No—surety bonds are not the same as construction insurance, and they behave differently when something goes wrong. Insurance generally pays covered claims (and defense) based on policy terms, while bonds guarantee performance or obligations (license, bid, performance, payment). With bonds, the surety may pay the obligee, but the contractor usually must repay the surety under the indemnity agreement. Many public and large commercial jobs require both: insurance to cover accidents and claims, and bonds to guarantee completion and payment obligations.
Why Logrock (and what “good quoting” looks like)
Good construction insurance quoting means producing contract-ready proof (COIs and endorsements) and claim-ready coverage that won’t collapse under exclusions when you need it most.

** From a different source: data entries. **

//  TRANSITION.rs
//    by Lut99
//
//  Created:
//    14 Feb 2025, 11:37:02
//  Last edited:
//    20 Feb 2025, 15:10:44
//  Auto updated?
//    Yes
//
//  Description:
//!   Implements the STRIPS transition function, i.e., deciding whether
//!   [`Action`]s are applicable and computing the [`State`] that results from
//!   applying them.
//

use std::collections::BTreeSet;

use crate::action::{Action, ActionSet};
use crate::fluent::Fluent;
use crate::state::{Goal, State};


/***** LIBRARY FUNCTIONS *****/
/// Checks whether an action can be applied in a state.
///
/// # Arguments
/// - `state`: The [`State`] to check in.
/// - `action`: The [`Action`] to check.
///
/// # Returns
/// True if all of the action's preconditions are true in `state`.
#[inline]
pub fn is_applicable(state: &State, action: &Action) -> bool { state.contains_all(action.preconditions()) }

/// Computes the state that results from applying an action.
///
/// Delete-effects are removed before add-effects are inserted, so a fluent that is both added and
/// deleted is true in the result. Note that this function does not check whether the action is
/// [applicable](is_applicable()); that's up to the caller.
///
/// # Arguments
/// - `state`: The [`State`] to apply the action to. It is left untouched.
/// - `action`: The [`Action`] to apply.
///
/// # Returns
/// A new [`State`] equal to `(state \ del) ∪ add`.
pub fn apply(state: &State, action: &Action) -> State {
    let mut fluents: BTreeSet<Fluent> = state.iter().filter(|f| !action.del_effects().contains(*f)).cloned().collect();
    fluents.extend(action.add_effects().iter().cloned());
    State::from(fluents)
}

/// Checks whether a state satisfies a goal.
///
/// # Arguments
/// - `state`: The [`State`] to check.
/// - `goal`: The [`Goal`] to check for.
///
/// # Returns
/// True if every fluent in `goal` is true in `state`.
#[inline]
pub fn goal_satisfied(state: &State, goal: &Goal) -> bool { goal.is_satisfied_by(state) }

/// Enumerates the applicable actions in a state, together with the states they lead to.
///
/// # Arguments
/// - `state`: The [`State`] to expand.
/// - `actions`: The [`ActionSet`] to try.
///
/// # Returns
/// An [`Iterator`] yielding the position of every applicable action in `actions`, the action
/// itself and its successor state. Actions are visited in `actions`' enumeration order.
#[inline]
pub fn successors<'a>(state: &'a State, actions: &'a ActionSet) -> impl 'a + Iterator<Item = (usize, &'a Action, State)> {
    actions.iter().enumerate().filter(move |(_, a)| is_applicable(state, a)).map(move |(i, a)| (i, a, apply(state, a)))
}





/***** TESTS *****/
#[cfg(test)]
mod tests {
    use super::*;
    use crate::tests::{make_action, make_state};


    #[test]
    fn test_is_applicable() {
        let action = make_action("fly", ["at_base", "battery_10"], ["at_pickup"], ["at_base"]);
        assert!(is_applicable(&make_state(["at_base", "battery_10", "carrying_none"]), &action));
        assert!(!is_applicable(&make_state(["at_base"]), &action));
        assert!(is_applicable(&make_state([]), &make_action("free", [], ["x"], [])));
    }

    #[test]
    fn test_apply_does_not_mutate() {
        let state = make_state(["at_base", "battery_10"]);
        let before = state.clone();
        let action = make_action("fly", ["at_base", "battery_10"], ["at_pickup", "battery_8"], ["at_base", "battery_10"]);

        let next = apply(&state, &action);
        assert_eq!(next, make_state(["at_pickup", "battery_8"]));
        assert_eq!(state, before);
        assert!(is_applicable(&state, &action));
        assert!(!is_applicable(&next, &action));
    }

    #[test]
    fn test_apply_add_wins_over_delete() {
        let state = make_state(["x", "y"]);
        let action = make_action("weird", [], ["x"], ["x", "y"]);
        assert_eq!(apply(&state, &action), make_state(["x"]));
    }

    #[test]
    fn test_goal_satisfied() {
        let state = make_state(["at_base", "delivered_c1"]);
        assert!(goal_satisfied(&state, &Goal::new(["delivered_c1"])));
        assert!(goal_satisfied(&state, &Goal::new(Vec::<Fluent>::new())));
        assert!(!goal_satisfied(&state, &Goal::new(["delivered_c1", "delivered_c2"])));
    }

    #[test]
    fn test_successors_in_order() {
        let actions = ActionSet::new([
            make_action("b", ["x"], ["y"], []),
            make_action("never", ["z"], ["y"], []),
            make_action("a", ["x"], [], ["x"]),
        ])
        .unwrap();
        let succs: Vec<(usize, String, State)> = successors(&make_state(["x"]), &actions).map(|(i, a, s)| (i, a.name().to_string(), s)).collect();
        assert_eq!(succs, vec![(0, "b".to_string(), make_state(["x", "y"])), (2, "a".to_string(), make_state([]))]);
    }
}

The cleanest way to control cost is to run your quote process like you run a job: clear scope, clean numbers (payroll, subs, vehicles), and documentation that proves you manage risk.
- Clear scope: accurate trade descriptions and revenue split
- Clean numbers: payroll by class code, sub spend, driver/vehicle list
- Proof: safety logs, COIs for subs, and contract requirements
That’s how you get quotes that are usable, not just cheap.
Conclusion: Get construction business insurance quotes you can actually use
Construction business insurance quotes only help if they match your real operations and your contract requirements, including limits, deductibles, and endorsement wording. Start with the right coverage stack, bring clean inputs (payroll by class code, subcontractor controls, vehicles/drivers), then compare quotes apples-to-apples so you don’t buy a “deal” that costs you a job—or a denied claim.
Key Takeaways:
- Quote the limits and endorsements your contracts require—otherwise the quote is wasted time.
- Expect workers’ comp audits; treat payroll and subcontractor documentation like money.
- Commercial auto and workers’ comp usually drive total cost more than GL.
If you want faster underwriting and fewer re-quotes, gather your scope split, payroll by class code, and contract insurance exhibit before you start shopping.